There are many reasons why a victim of domestic violence chooses to stay, as many reasons as there are victims of domestic violence. Every victim has their own story, every story is unique, and every reason is valid. However, the common thread throughout each victim’s experience of deciding whether to stay or to leave is fear.
Victims often do not have a way to get to safety. Most likely, her abuser has isolated her from everyone she knows or loves, and now she has no one she can trust or rely on for help. She may be afraid that her abuser will follow through with the threats that have been made—that he will harm or kill her if she tries to leave. Women in abusive relationships are far likelier to be killed while attempting to leave their partners.
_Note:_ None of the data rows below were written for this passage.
use serde::{Deserialize, Serialize};
use std::path::PathBuf;

use super::RetentionPolicy;

/// Mutability guarantee a storage tier offers.
///
/// The mode decides which credentials may touch the tier and whether a
/// snapshot stored there counts toward "recoverable".
#[derive(Debug, Clone, Copy, PartialEq, Eq, Hash, Serialize, Deserialize)]
#[serde(rename_all = "kebab-case")]
pub enum TierMode {
    /// On-host staging copy; holds no unique data, auto-prunable
    MutableLocal,
    /// Remote repository where the automated credential can create but
    /// never delete or modify
    AppendOnlyRemote,
    /// Object storage with a retention lock; not even the owner can
    /// delete before the lock expires
    WormRemote,
}

impl TierMode {
    /// True for tiers whose copies count toward "recoverable"
    #[must_use]
    pub const fn counts_as_recoverable(self) -> bool {
        !matches!(self, Self::MutableLocal)
    }

    /// True for tiers where destructive operations require the
    /// out-of-band administrator credential
    #[must_use]
    pub const fn requires_admin_for_prune(self) -> bool {
        !matches!(self, Self::MutableLocal)
    }
}

impl std::fmt::Display for TierMode {
    fn fmt(&self, f: &mut std::fmt::Formatter<'_>) -> std::fmt::Result {
        match self {
            Self::MutableLocal => write!(f, "mutable-local"),
            Self::AppendOnlyRemote => write!(f, "append-only-remote"),
            Self::WormRemote => write!(f, "worm-remote"),
        }
    }
}

/// Static description of one storage tier.
///
/// The credential referenced here is the *automated write* credential;
/// the administrator credential is deliberately absent from this
/// structure and from any file the source host persists.
#[derive(Debug, Clone, Serialize, Deserialize)]
pub struct TierSpec {
    /// Unique tier name (e.g. "local", "offsite", "vault")
    pub name: String,

    /// Transport endpoint (ssh://..., https://..., or a local path)
    pub endpoint: String,

    /// Mutability guarantee
    pub mode: TierMode,

    /// Path to the automated write credential file
    pub credential_path: PathBuf,

    /// Retention policy applied at prune time
    #[serde(default)]
    pub retention: RetentionPolicy,

    /// Maximum acceptable age of the newest snapshot before the tier
    /// is flagged stale (hours)
    pub max_snapshot_age_hours: u32,
}

impl TierSpec {
    /// Staleness threshold as a chrono duration
    #[must_use]
    pub fn max_snapshot_age(&self) -> chrono::Duration {
        chrono::Duration::hours(i64::from(self.max_snapshot_age_hours))
    }
}

#[cfg(test)]
mod tests {
    use super::*;

    #[test]
    fn only_remote_tiers_count_as_recoverable() {
        assert!(!TierMode::MutableLocal.counts_as_recoverable());
        assert!(TierMode::AppendOnlyRemote.counts_as_recoverable());
        assert!(TierMode::WormRemote.counts_as_recoverable());
    }

    #[test]
    fn remote_tiers_require_admin_for_prune() {
        assert!(!TierMode::MutableLocal.requires_admin_for_prune());
        assert!(TierMode::AppendOnlyRemote.requires_admin_for_prune());
        assert!(TierMode::WormRemote.requires_admin_for_prune());
    }

    #[test]
    fn mode_serializes_kebab_case() {
        let json = serde_json::to_string(&TierMode::AppendOnlyRemote).unwrap();
        assert_eq!(json, "\"append-only-remote\"");
        let back: TierMode = serde_json::from_str("\"worm-remote\"").unwrap();
        assert_eq!(back, TierMode::WormRemote);
    }
}
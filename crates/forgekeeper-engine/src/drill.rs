//! Restore drill: a full recovery rehearsal into a throwaway target.
//!
//! The drill exercises the exact production restore path, not a
//! simulation of it. The ephemeral target is torn down whether the
//! drill passes or fails; a teardown failure is reported but never
//! masks the drill result.

use chrono::Utc;
use tracing::{info, warn};

use forgekeeper_core::{FkError, RecoverySession, Result, SessionState, VerificationReport};

use crate::recovery::orchestrator::{RecoveryOrchestrator, RecoveryRequest};

/// Result of one drill run
#[derive(Debug)]
pub struct DrillOutcome {
    /// The session the rehearsal produced
    pub session: RecoverySession,

    /// True when the session reached `Completed`
    pub passed: bool,

    /// Teardown failure detail, if the ephemeral target survived
    pub teardown_failure: Option<String>,
}

/// Runs restore drills against ephemeral targets.
pub struct DrillRunner<'a> {
    orchestrator: &'a RecoveryOrchestrator,
    target_prefix: String,
}

impl<'a> DrillRunner<'a> {
    /// Create a runner; drill targets are named `<prefix>-<timestamp>`
    pub fn new(orchestrator: &'a RecoveryOrchestrator, target_prefix: impl Into<String>) -> Self {
        Self {
            orchestrator,
            target_prefix: target_prefix.into(),
        }
    }

    /// Rehearse a restore of the newest recoverable snapshot.
    ///
    /// # Errors
    ///
    /// Fails before provisioning anything when the report holds no
    /// recoverable snapshot.
    pub async fn run(&self, report: &VerificationReport) -> Result<DrillOutcome> {
        let snapshot = report.newest_recoverable().cloned().ok_or_else(|| {
            FkError::integrity("latest-sweep", "no recoverable snapshot to drill against")
        })?;
        let target_env = format!(
            "{}-{}",
            self.target_prefix,
            Utc::now().format("%Y%m%dT%H%M%SZ")
        );
        info!(target = %target_env, snapshot = %snapshot, "restore drill starting");

        // The drill supplies its own confirmation echo: there is no
        // human in the loop and the target is disposable.
        let request = RecoveryRequest {
            target_env: target_env.clone(),
            snapshot: snapshot.clone(),
            confirmation: snapshot.to_string(),
        };
        let run_result = self.orchestrator.run(request, report).await;

        // Teardown happens regardless of how the run went.
        let teardown_failure = match self.orchestrator.teardown_target(&target_env).await {
            Ok(()) => None,
            Err(e) => {
                warn!(target = %target_env, error = %e, "drill target teardown failed");
                Some(e.to_string())
            }
        };

        let session = run_result?;
        let passed = session.state == SessionState::Completed;
        if passed {
            info!(session = %session.id, "restore drill passed");
        } else {
            warn!(
                session = %session.id,
                failed_at = ?session.failed_at,
                "restore drill failed"
            );
        }
        Ok(DrillOutcome {
            session,
            passed,
            teardown_failure,
        })
    }
}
As a victim, she is embarrassed and doesn’t want anyone to find out about the abuse. She may be financially dependent upon her abuser, or be dependent for other reasons such as transportation or health care. Religious beliefs may be a factor. Having children that she cannot support without her abuser’s income may be a concern.
It is likely that she has never worked because he would not allow it, and therefore, she has no skills to use as a way to work and support herself and her children.
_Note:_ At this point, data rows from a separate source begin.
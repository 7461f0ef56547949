//! The recovery state machine.
//!
//! A session moves strictly forward through
//! `Requested -> Validated -> RollbackPointCaptured -> Provisioned ->
//! ConfigRestored -> DataRestored -> ServiceReconfigured -> Verified ->
//! Completed`. A step failure parks the session in `Failed` with the
//! state it was attempting recorded; nothing is retried implicitly.
//! Rollback restores configuration only and exists solely for failures
//! at or before the config restore.

use std::sync::atomic::{AtomicU64, Ordering};
use std::sync::Arc;

use async_trait::async_trait;
use chrono::Utc;
use tracing::{error, info, instrument};

use forgekeeper_core::hash::sha256_bytes;
use forgekeeper_core::{
    ArtifactClass, FkError, Manifest, RecoverySession, Result, RollbackPoint, SessionState,
    SnapshotId, StepRecord, VerificationReport,
};
use forgekeeper_tiers::RepoTransport;

use crate::alert::{Alert, AlertSeverity, AlertSink};
use crate::recovery::locks::TargetLockRegistry;

/// Provisions and tears down target environments
#[async_trait]
pub trait Provisioner: Send + Sync {
    /// Make the target environment exist and be reachable
    async fn provision(&self, target_env: &str) -> Result<()>;

    /// Destroy an environment again (drill targets only)
    async fn teardown(&self, target_env: &str) -> Result<()>;
}

/// Applies restored artifacts to a target environment
#[async_trait]
pub trait RestoreTarget: Send + Sync {
    /// Capture the target's current configuration for rollback;
    /// returns an opaque reference to the captured bundle
    async fn capture_config(&self, target_env: &str) -> Result<String>;

    /// Place configuration and secrets artifacts on the target
    async fn restore_config(&self, target_env: &str, config: &[u8], secrets: &[u8]) -> Result<()>;

    /// Restore the data archive. Destructive: the target's previous
    /// data state is discarded.
    async fn restore_data(&self, target_env: &str, data: &[u8]) -> Result<()>;

    /// Reconfigure the service against the restored state
    async fn reconfigure(&self, target_env: &str) -> Result<()>;

    /// Re-apply a previously captured configuration bundle
    async fn rollback_config(&self, target_env: &str, config_ref: &str) -> Result<()>;
}

/// Post-restore health verification
#[async_trait]
pub trait HealthProbe: Send + Sync {
    /// Check service health and readiness on the target
    async fn check(&self, target_env: &str) -> Result<()>;
}

/// An operator- or risk-initiated recovery request
#[derive(Debug, Clone)]
pub struct RecoveryRequest {
    /// Target environment to restore into
    pub target_env: String,

    /// Snapshot to restore
    pub snapshot: SnapshotId,

    /// Confirmation token: must echo the exact snapshot id string.
    /// Guards against restoring a different snapshot than the one the
    /// operator looked at.
    pub confirmation: String,
}

/// Drives recovery sessions through the state machine.
pub struct RecoveryOrchestrator {
    locks: TargetLockRegistry,
    transport: Arc<dyn RepoTransport>,
    provisioner: Arc<dyn Provisioner>,
    target: Arc<dyn RestoreTarget>,
    probe: Arc<dyn HealthProbe>,
    alerts: Arc<dyn AlertSink>,
    session_seq: AtomicU64,
}

impl RecoveryOrchestrator {
    /// Wire an orchestrator to its collaborators. `transport` is the
    /// tier the snapshot is restored from.
    pub fn new(
        transport: Arc<dyn RepoTransport>,
        provisioner: Arc<dyn Provisioner>,
        target: Arc<dyn RestoreTarget>,
        probe: Arc<dyn HealthProbe>,
        alerts: Arc<dyn AlertSink>,
    ) -> Self {
        Self {
            locks: TargetLockRegistry::new(),
            transport,
            provisioner,
            target,
            probe,
            alerts,
            session_seq: AtomicU64::new(1),
        }
    }

    /// The advisory lock registry (shared with status reporting)
    #[must_use]
    pub const fn locks(&self) -> &TargetLockRegistry {
        &self.locks
    }

    /// Tear down a drill target through the provisioner
    pub async fn teardown_target(&self, target_env: &str) -> Result<()> {
        self.provisioner.teardown(target_env).await
    }

    fn next_session_id(&self) -> String {
        format!("rs-{}", self.session_seq.fetch_add(1, Ordering::Relaxed))
    }

    /// Create a session from the risk trigger. It stays parked in
    /// `Requested` until an operator approves and resumes it.
    pub fn request_auto(&self, target_env: &str, snapshot: SnapshotId) -> RecoverySession {
        let session = RecoverySession::new(self.next_session_id(), target_env, snapshot, true);
        info!(
            session = %session.id,
            target = %session.target_env,
            snapshot = %session.snapshot,
            "auto recovery session created, awaiting approval"
        );
        session
    }

    /// Run an operator-initiated recovery end to end.
    ///
    /// # Errors
    ///
    /// Rejections before anything destructive surface as errors: a held
    /// target lock, a confirmation mismatch, or a snapshot the report
    /// does not list as recoverable. Once past validation, step
    /// failures are recorded *in* the returned session instead.
    pub async fn run(
        &self,
        request: RecoveryRequest,
        report: &VerificationReport,
    ) -> Result<RecoverySession> {
        let mut session = RecoverySession::new(
            self.next_session_id(),
            request.target_env.clone(),
            request.snapshot.clone(),
            false,
        );
        self.execute(&mut session, &request.confirmation, report)
            .await?;
        Ok(session)
    }

    /// Resume an approved auto-created session.
    pub async fn resume(
        &self,
        session: &mut RecoverySession,
        confirmation: &str,
        report: &VerificationReport,
    ) -> Result<()> {
        if session.awaiting_approval() {
            return Err(FkError::RecoveryStep {
                state: session.state.to_string(),
                reason: "session awaits operator approval".into(),
            });
        }
        if session.state != SessionState::Requested {
            return Err(FkError::RecoveryStep {
                state: session.state.to_string(),
                reason: "only sessions in Requested can be resumed".into(),
            });
        }
        self.execute(session, confirmation, report).await
    }

    #[instrument(skip_all, fields(session = %session.id, target = %session.target_env))]
    async fn execute(
        &self,
        session: &mut RecoverySession,
        confirmation: &str,
        report: &VerificationReport,
    ) -> Result<()> {
        // Advisory lock: held for the whole run, released on return.
        let _guard = self.locks.acquire(&session.target_env)?;

        // Validation gate. Nothing has been touched yet, so failures
        // here are plain errors rather than a Failed session.
        let expected = session.snapshot.to_string();
        if confirmation != expected {
            return Err(FkError::RecoveryStep {
                state: session.state.to_string(),
                reason: format!("confirmation token does not match snapshot '{expected}'"),
            });
        }
        if !report.is_recoverable(&session.snapshot) {
            return Err(FkError::RecoveryStep {
                state: session.state.to_string(),
                reason: format!("snapshot '{expected}' is not recoverable per the latest sweep"),
            });
        }
        advance(session, SessionState::Validated);

        // Rollback point, before any change to the target.
        match self.target.capture_config(&session.target_env).await {
            Ok(config_ref) => {
                session.rollback_point = Some(RollbackPoint {
                    captured_at: Utc::now(),
                    config_ref,
                });
                advance(session, SessionState::RollbackPointCaptured);
            }
            Err(e) => return self.fail(session, SessionState::RollbackPointCaptured, &e).await,
        }

        if let Err(e) = self.provisioner.provision(&session.target_env).await {
            return self.fail(session, SessionState::Provisioned, &e).await;
        }
        advance(session, SessionState::Provisioned);

        let manifest = match self.transport.fetch_manifest(&session.snapshot).await {
            Ok(m) => m,
            Err(e) => return self.fail(session, SessionState::ConfigRestored, &e).await,
        };

        let config = self
            .fetch_verified(&session.snapshot, &manifest, ArtifactClass::Config)
            .await;
        let secrets = self
            .fetch_verified(&session.snapshot, &manifest, ArtifactClass::Secrets)
            .await;
        match (config, secrets) {
            (Ok(config), Ok(secrets)) => {
                if let Err(e) = self
                    .target
                    .restore_config(&session.target_env, &config, &secrets)
                    .await
                {
                    return self.fail(session, SessionState::ConfigRestored, &e).await;
                }
                advance(session, SessionState::ConfigRestored);
            }
            (Err(e), _) | (_, Err(e)) => {
                return self.fail(session, SessionState::ConfigRestored, &e).await;
            }
        }

        match self
            .fetch_verified(&session.snapshot, &manifest, ArtifactClass::DataArchive)
            .await
        {
            Ok(data) => {
                if let Err(e) = self.target.restore_data(&session.target_env, &data).await {
                    return self.fail(session, SessionState::DataRestored, &e).await;
                }
                advance(session, SessionState::DataRestored);
            }
            Err(e) => return self.fail(session, SessionState::DataRestored, &e).await,
        }

        if let Err(e) = self.target.reconfigure(&session.target_env).await {
            return self.fail(session, SessionState::ServiceReconfigured, &e).await;
        }
        advance(session, SessionState::ServiceReconfigured);

        if let Err(e) = self.probe.check(&session.target_env).await {
            return self.fail(session, SessionState::Verified, &e).await;
        }
        advance(session, SessionState::Verified);
        advance(session, SessionState::Completed);

        info!(snapshot = %session.snapshot, "recovery completed");
        Ok(())
    }

    /// Fetch one artifact and verify it against its manifest entry.
    async fn fetch_verified(
        &self,
        id: &SnapshotId,
        manifest: &Manifest,
        class: ArtifactClass,
    ) -> Result<Vec<u8>> {
        let entry = manifest
            .entry(class)
            .ok_or_else(|| FkError::integrity(id.to_string(), format!("manifest lacks {class}")))?;
        let bytes = self.transport.fetch_artifact(id, &entry.path).await?;
        let actual = sha256_bytes(&bytes);
        if actual != entry.sha256 {
            return Err(FkError::integrity(
                id.to_string(),
                format!("{class} artifact checksum mismatch"),
            ));
        }
        Ok(bytes)
    }

    /// Record a step failure in the session and alert. The session is
    /// the source of truth for what happened; the call itself returns
    /// Ok so callers inspect the session rather than unwind.
    async fn fail(
        &self,
        session: &mut RecoverySession,
        attempted: SessionState,
        cause: &FkError,
    ) -> Result<()> {
        error!(
            session = %session.id,
            attempted = %attempted,
            error = %cause,
            "recovery step failed"
        );
        session.failed_at = Some(attempted);
        session.failure = Some(cause.to_string());
        advance(session, SessionState::Failed);
        self.alerts
            .raise(Alert::new(
                AlertSeverity::Critical,
                "recovery-failed",
                format!(
                    "session {} failed while attempting {attempted}: {cause}",
                    session.id
                ),
            ))
            .await;
        Ok(())
    }

    /// Roll a failed session's configuration back to its captured
    /// rollback point.
    pub async fn rollback(&self, session: &mut RecoverySession) -> Result<()> {
        session.rollback_eligibility().map_err(|rejection| {
            FkError::RecoveryStep {
                state: session.state.to_string(),
                reason: format!("rollback rejected: {rejection}"),
            }
        })?;
        // Eligibility guarantees the point exists.
        let config_ref = session
            .rollback_point
            .as_ref()
            .map(|p| p.config_ref.clone())
            .ok_or_else(|| FkError::Internal("eligible session lost its rollback point".into()))?;
        self.target
            .rollback_config(&session.target_env, &config_ref)
            .await?;
        advance(session, SessionState::RolledBack);
        info!(session = %session.id, config_ref = %config_ref, "configuration rolled back");
        Ok(())
    }
}

fn advance(session: &mut RecoverySession, state: SessionState) {
    session.state = state;
    session.steps.push(StepRecord {
        state,
        at: Utc::now(),
    });
}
Fear of losing custody of her children is also a reason that victims choose to stay. And without doubt, the memories of the good times will always prevail; she has hope that the person that she fell in love with, and the good times can be recaptured. These are only a few of the reasons why a victim may choose to stay.
Those who are not directly involved in the violence may see these as excuses and might even believe that the victim has done something to deserve the violence, or that she “likes” it … why else would she stay?
Too often, victims are labeled and judged as being weak and pathetic. In fact, victims of domestic violence are some of the toughest and most courageous people that I have ever met.
They may suffer silently for years, enduring abuse that can come at any time, for any reason. They are resilient. Victims of domestic violence manage their daily lives enduring physical and emotional abuse that most of us can’t even imagine, and yet must put forward a “normal” persona in public.
Victims of domestic violence are brave. Imagine what it must be like to reach out for help, to pick up the phone or walk into an agency like Wild Iris, and tell a perfect stranger the most horrific and intimate details of your life.
Why do they stay? Unless we walk in a victim’s shoes, we can never know all of the reasons, but what we do know is that blaming the victim is the wrong approach, no matter how common the belief is. No one deserves to be or enjoys being abused.
When you hear the reasons behind why she chooses to stay, believe them. Support her. She needs your help.